Le président américain Donald Trump a donné l’ordre, le 14 janvier 2026, de suspendre indéfiniment le traitement des demandes de visas immigrants pour les ressortissants de 75 pays, dont le Liban. Cette mesure, annoncée par le département d’État, entrera en vigueur le 21 janvier prochain et vise à renforcer les critères d’autosuffisance financière des candidats à l’immigration permanente aux États-Unis. Elle s’inscrit dans une série d’actions entreprises par l’administration Trump depuis son retour au pouvoir en janvier 2025, destinées à limiter l’immigration légale et à protéger les ressources publiques américaines.
Cette décision touche exclusivement les visas immigrants, qui permettent aux individus de s’installer de manière permanente aux États-Unis pour des motifs familiaux, professionnels ou autres formes d’immigration durable. Les visas non immigrants, tels que ceux accordés pour le tourisme, les affaires ou les études temporaires, ne sont pas affectés par cette suspension. Selon un communiqué officiel du département d’État, « le président Trump a clairement indiqué que les immigrants doivent être financièrement autosuffisants et ne pas représenter une charge financière pour les Américains ». Cette déclaration met en avant l’objectif principal de la mesure : empêcher l’entrée de personnes susceptibles de dépendre des aides publiques américaines.

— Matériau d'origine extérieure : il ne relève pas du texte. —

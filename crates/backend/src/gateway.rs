use std::collections::HashMap;
use std::sync::{Arc, Mutex, MutexGuard};

use async_trait::async_trait;
use chrono::Utc;
use posture_core::model::{
    Exercise, Physiotherapist, PostureProblem, Prize, ProblemId, ProgressId, ProgressRecord,
    User, UserId, UserProfile,
};
use reqwest::StatusCode;
use thiserror::Error;
use uuid::Uuid;

/// Errors surfaced by backend gateways.
#[derive(Debug, Error)]
#[non_exhaustive]
pub enum ApiError {
    #[error("not signed in or token rejected")]
    Unauthorized,

    #[error("not found")]
    NotFound,

    #[error("unexpected status: {0}")]
    Status(StatusCode),

    #[error("transport error: {0}")]
    Http(#[from] reqwest::Error),

    #[error("malformed response: {0}")]
    Decode(String),

    #[error("backend unavailable: {0}")]
    Unavailable(String),
}

//
// ─── GATEWAY CONTRACTS ─────────────────────────────────────────────────────────
//

/// Account data for the signed-in user.
#[async_trait]
pub trait AccountGateway: Send + Sync {
    /// Fetch the account the configured token belongs to.
    ///
    /// # Errors
    ///
    /// Returns `ApiError::Unauthorized` when no account is signed in.
    async fn current_user(&self) -> Result<User, ApiError>;

    /// Fetch the body measurements attached to an account.
    ///
    /// # Errors
    ///
    /// Returns `ApiError::NotFound` when the profile was never filled in.
    async fn profile(&self, user: UserId) -> Result<UserProfile, ApiError>;

    /// Fetch the account's prizes, awarded and locked alike.
    async fn prizes(&self, user: UserId) -> Result<Vec<Prize>, ApiError>;
}

/// Posture problems and their exercise programs.
#[async_trait]
pub trait ProblemGateway: Send + Sync {
    /// Problems on file for an account.
    async fn problems_for(&self, user: UserId) -> Result<Vec<PostureProblem>, ApiError>;

    /// The exercise program for a problem, in session order.
    ///
    /// An empty program is a valid answer; sessions over it complete
    /// immediately.
    async fn exercises_for(&self, problem: ProblemId) -> Result<Vec<Exercise>, ApiError>;
}

/// Progress records that sessions report into.
#[async_trait]
pub trait ProgressGateway: Send + Sync {
    /// Open a progress record for a session over `problem`'s program.
    async fn create(&self, problem: ProblemId, total: u32) -> Result<ProgressRecord, ApiError>;

    /// Report a new completed count. The backend keeps the last write.
    ///
    /// # Errors
    ///
    /// Returns `ApiError::NotFound` when the record does not exist.
    async fn update_completed(&self, id: ProgressId, completed: u32) -> Result<(), ApiError>;

    /// Progress records on file for an account.
    async fn records_for(&self, user: UserId) -> Result<Vec<ProgressRecord>, ApiError>;
}

/// Physiotherapist directory.
#[async_trait]
pub trait TherapistGateway: Send + Sync {
    async fn list(&self) -> Result<Vec<Physiotherapist>, ApiError>;
}

/// Posture analysis of camera captures.
#[async_trait]
pub trait DetectionGateway: Send + Sync {
    /// Analyze one capture and return the detected problems.
    async fn detect(&self, image: Vec<u8>) -> Result<Vec<PostureProblem>, ApiError>;
}

//
// ─── IN-MEMORY BACKEND ─────────────────────────────────────────────────────────
//

/// In-memory implementation of every gateway, for tests and prototyping.
///
/// The store models a single signed-in account: `records_for` answers with
/// every record regardless of the user id, and `detect` replays whatever
/// findings were seeded last.
#[derive(Clone, Default)]
pub struct InMemoryBackend {
    user: Arc<Mutex<Option<User>>>,
    profiles: Arc<Mutex<HashMap<UserId, UserProfile>>>,
    prizes: Arc<Mutex<HashMap<UserId, Vec<Prize>>>>,
    problems: Arc<Mutex<HashMap<UserId, Vec<PostureProblem>>>>,
    exercises: Arc<Mutex<HashMap<ProblemId, Vec<Exercise>>>>,
    records: Arc<Mutex<Vec<ProgressRecord>>>,
    updates: Arc<Mutex<Vec<(ProgressId, u32)>>>,
    therapists: Arc<Mutex<Vec<Physiotherapist>>>,
    findings: Arc<Mutex<Vec<PostureProblem>>>,
}

fn lock<T>(mutex: &Mutex<T>) -> Result<MutexGuard<'_, T>, ApiError> {
    mutex.lock().map_err(|e| ApiError::Unavailable(e.to_string()))
}

impl InMemoryBackend {
    #[must_use]
    pub fn new() -> Self {
        Self::default()
    }

    /// Signs an account in.
    ///
    /// # Errors
    ///
    /// Returns `ApiError::Unavailable` if the store is poisoned.
    pub fn seed_user(&self, user: User) -> Result<(), ApiError> {
        *lock(&self.user)? = Some(user);
        Ok(())
    }

    /// # Errors
    ///
    /// Returns `ApiError::Unavailable` if the store is poisoned.
    pub fn seed_profile(&self, profile: UserProfile) -> Result<(), ApiError> {
        lock(&self.profiles)?.insert(profile.user_id(), profile);
        Ok(())
    }

    /// # Errors
    ///
    /// Returns `ApiError::Unavailable` if the store is poisoned.
    pub fn seed_prizes(&self, user: UserId, prizes: Vec<Prize>) -> Result<(), ApiError> {
        lock(&self.prizes)?.insert(user, prizes);
        Ok(())
    }

    /// # Errors
    ///
    /// Returns `ApiError::Unavailable` if the store is poisoned.
    pub fn seed_problems(&self, user: UserId, problems: Vec<PostureProblem>) -> Result<(), ApiError> {
        lock(&self.problems)?.insert(user, problems);
        Ok(())
    }

    /// Seeds a problem's exercise program. The order given here is the
    /// session order.
    ///
    /// # Errors
    ///
    /// Returns `ApiError::Unavailable` if the store is poisoned.
    pub fn seed_exercises(&self, problem: ProblemId, exercises: Vec<Exercise>) -> Result<(), ApiError> {
        lock(&self.exercises)?.insert(problem, exercises);
        Ok(())
    }

    /// # Errors
    ///
    /// Returns `ApiError::Unavailable` if the store is poisoned.
    pub fn seed_record(&self, record: ProgressRecord) -> Result<(), ApiError> {
        lock(&self.records)?.push(record);
        Ok(())
    }

    /// # Errors
    ///
    /// Returns `ApiError::Unavailable` if the store is poisoned.
    pub fn seed_therapists(&self, therapists: Vec<Physiotherapist>) -> Result<(), ApiError> {
        *lock(&self.therapists)? = therapists;
        Ok(())
    }

    /// Seeds what the next `detect` calls answer.
    ///
    /// # Errors
    ///
    /// Returns `ApiError::Unavailable` if the store is poisoned.
    pub fn seed_findings(&self, findings: Vec<PostureProblem>) -> Result<(), ApiError> {
        *lock(&self.findings)? = findings;
        Ok(())
    }

    /// Every successful `update_completed` call, in order.
    ///
    /// # Errors
    ///
    /// Returns `ApiError::Unavailable` if the store is poisoned.
    pub fn recorded_updates(&self) -> Result<Vec<(ProgressId, u32)>, ApiError> {
        Ok(lock(&self.updates)?.clone())
    }
}

#[async_trait]
impl AccountGateway for InMemoryBackend {
    async fn current_user(&self) -> Result<User, ApiError> {
        lock(&self.user)?.clone().ok_or(ApiError::Unauthorized)
    }

    async fn profile(&self, user: UserId) -> Result<UserProfile, ApiError> {
        lock(&self.profiles)?.get(&user).cloned().ok_or(ApiError::NotFound)
    }

    async fn prizes(&self, user: UserId) -> Result<Vec<Prize>, ApiError> {
        Ok(lock(&self.prizes)?.get(&user).cloned().unwrap_or_default())
    }
}

#[async_trait]
impl ProblemGateway for InMemoryBackend {
    async fn problems_for(&self, user: UserId) -> Result<Vec<PostureProblem>, ApiError> {
        Ok(lock(&self.problems)?.get(&user).cloned().unwrap_or_default())
    }

    async fn exercises_for(&self, problem: ProblemId) -> Result<Vec<Exercise>, ApiError> {
        Ok(lock(&self.exercises)?.get(&problem).cloned().unwrap_or_default())
    }
}

#[async_trait]
impl ProgressGateway for InMemoryBackend {
    async fn create(&self, problem: ProblemId, total: u32) -> Result<ProgressRecord, ApiError> {
        let record = ProgressRecord::new(
            ProgressId::new(Uuid::new_v4()),
            problem,
            0,
            total,
            Utc::now(),
        );
        lock(&self.records)?.push(record.clone());
        Ok(record)
    }

    async fn update_completed(&self, id: ProgressId, completed: u32) -> Result<(), ApiError> {
        let mut records = lock(&self.records)?;
        let record = records
            .iter_mut()
            .find(|record| record.id() == id)
            .ok_or(ApiError::NotFound)?;
        *record = record.with_completed(completed, Utc::now());
        drop(records);

        lock(&self.updates)?.push((id, completed));
        Ok(())
    }

    async fn records_for(&self, _user: UserId) -> Result<Vec<ProgressRecord>, ApiError> {
        Ok(lock(&self.records)?.clone())
    }
}

#[async_trait]
impl TherapistGateway for InMemoryBackend {
    async fn list(&self) -> Result<Vec<Physiotherapist>, ApiError> {
        Ok(lock(&self.therapists)?.clone())
    }
}

#[async_trait]
impl DetectionGateway for InMemoryBackend {
    async fn detect(&self, _image: Vec<u8>) -> Result<Vec<PostureProblem>, ApiError> {
        Ok(lock(&self.findings)?.clone())
    }
}

//
// ─── AGGREGATE ─────────────────────────────────────────────────────────────────
//

/// Aggregates every gateway behind trait objects for easy backend swapping.
#[derive(Clone)]
pub struct Backend {
    pub accounts: Arc<dyn AccountGateway>,
    pub problems: Arc<dyn ProblemGateway>,
    pub progress: Arc<dyn ProgressGateway>,
    pub therapists: Arc<dyn TherapistGateway>,
    pub detection: Arc<dyn DetectionGateway>,
}

impl Backend {
    /// Gateways over a fresh in-memory store.
    #[must_use]
    pub fn in_memory() -> Self {
        Self::from_in_memory(&InMemoryBackend::new())
    }

    /// Gateways over an existing in-memory store, which the caller keeps
    /// for seeding and assertions.
    #[must_use]
    pub fn from_in_memory(store: &InMemoryBackend) -> Self {
        Self {
            accounts: Arc::new(store.clone()),
            problems: Arc::new(store.clone()),
            progress: Arc::new(store.clone()),
            therapists: Arc::new(store.clone()),
            detection: Arc::new(store.clone()),
        }
    }
}

//
// ─── TESTS ─────────────────────────────────────────────────────────────────────
//

#[cfg(test)]
mod tests {
    use super::*;
    use posture_core::model::{ExerciseId, Severity};
    use url::Url;

    fn exercise(id: u64, position: u32) -> Exercise {
        let image = Url::parse("https://cdn.example.com/exercise.png").unwrap();
        Exercise::new(ExerciseId::new(id), format!("exercise {id}"), image, position)
    }

    #[tokio::test]
    async fn progress_create_update_round_trip() {
        let store = InMemoryBackend::new();

        let record = store.create(ProblemId::new(1), 3).await.unwrap();
        assert_eq!(record.completed(), 0);
        assert_eq!(record.total(), 3);

        store.update_completed(record.id(), 1).await.unwrap();
        store.update_completed(record.id(), 2).await.unwrap();

        let records = store.records_for(UserId::new(1)).await.unwrap();
        assert_eq!(records.len(), 1);
        assert_eq!(records[0].completed(), 2);

        let updates = store.recorded_updates().unwrap();
        assert_eq!(updates, vec![(record.id(), 1), (record.id(), 2)]);
    }

    #[tokio::test]
    async fn update_of_unknown_record_is_not_found() {
        let store = InMemoryBackend::new();
        let missing = ProgressId::new(Uuid::new_v4());

        let err = store.update_completed(missing, 1).await.unwrap_err();
        assert!(matches!(err, ApiError::NotFound));
        assert!(store.recorded_updates().unwrap().is_empty());
    }

    #[tokio::test]
    async fn missing_account_reads_unauthorized() {
        let store = InMemoryBackend::new();
        let err = store.current_user().await.unwrap_err();
        assert!(matches!(err, ApiError::Unauthorized));
    }

    #[tokio::test]
    async fn seeded_program_comes_back_in_session_order() {
        let store = InMemoryBackend::new();
        let problem = ProblemId::new(4);
        store
            .seed_exercises(problem, vec![exercise(10, 1), exercise(11, 2), exercise(12, 3)])
            .unwrap();

        let program = store.exercises_for(problem).await.unwrap();
        let ids: Vec<_> = program.iter().map(|e| e.id().value()).collect();
        assert_eq!(ids, vec![10, 11, 12]);

        // Unknown problems have an empty program, not an error.
        assert!(store.exercises_for(ProblemId::new(99)).await.unwrap().is_empty());
    }

    #[tokio::test]
    async fn detect_replays_seeded_findings() {
        let store = InMemoryBackend::new();
        assert!(store.detect(vec![1, 2, 3]).await.unwrap().is_empty());

        let finding = PostureProblem::new(
            ProblemId::new(7),
            "Rounded shoulders",
            "Shoulders roll forward of the midline.",
            Severity::Mild,
            Some(Utc::now()),
        );
        store.seed_findings(vec![finding.clone()]).unwrap();

        let detected = store.detect(vec![1, 2, 3]).await.unwrap();
        assert_eq!(detected, vec![finding]);
    }

    #[tokio::test]
    async fn aggregate_shares_one_store() {
        let store = InMemoryBackend::new();
        let backend = Backend::from_in_memory(&store);

        let record = backend.progress.create(ProblemId::new(2), 5).await.unwrap();
        backend.progress.update_completed(record.id(), 1).await.unwrap();

        assert_eq!(store.recorded_updates().unwrap(), vec![(record.id(), 1)]);
    }
}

Le département d’État a précisé que cette pause permettra une réévaluation des procédures de traitement des visas, afin de mieux appliquer la règle dite du « public charge », qui évalue si un candidat risque de devenir une charge pour l’État. Cette règle, renforcée sous la première administration Trump entre 2017 et 2021, avait été assouplie sous la présidence Biden, mais elle a été remise au premier plan depuis l’investiture de Donald Trump en 2025. Les critères d’évaluation incluent la santé, l’âge, la maîtrise de l’anglais et les ressources financières des demandeurs.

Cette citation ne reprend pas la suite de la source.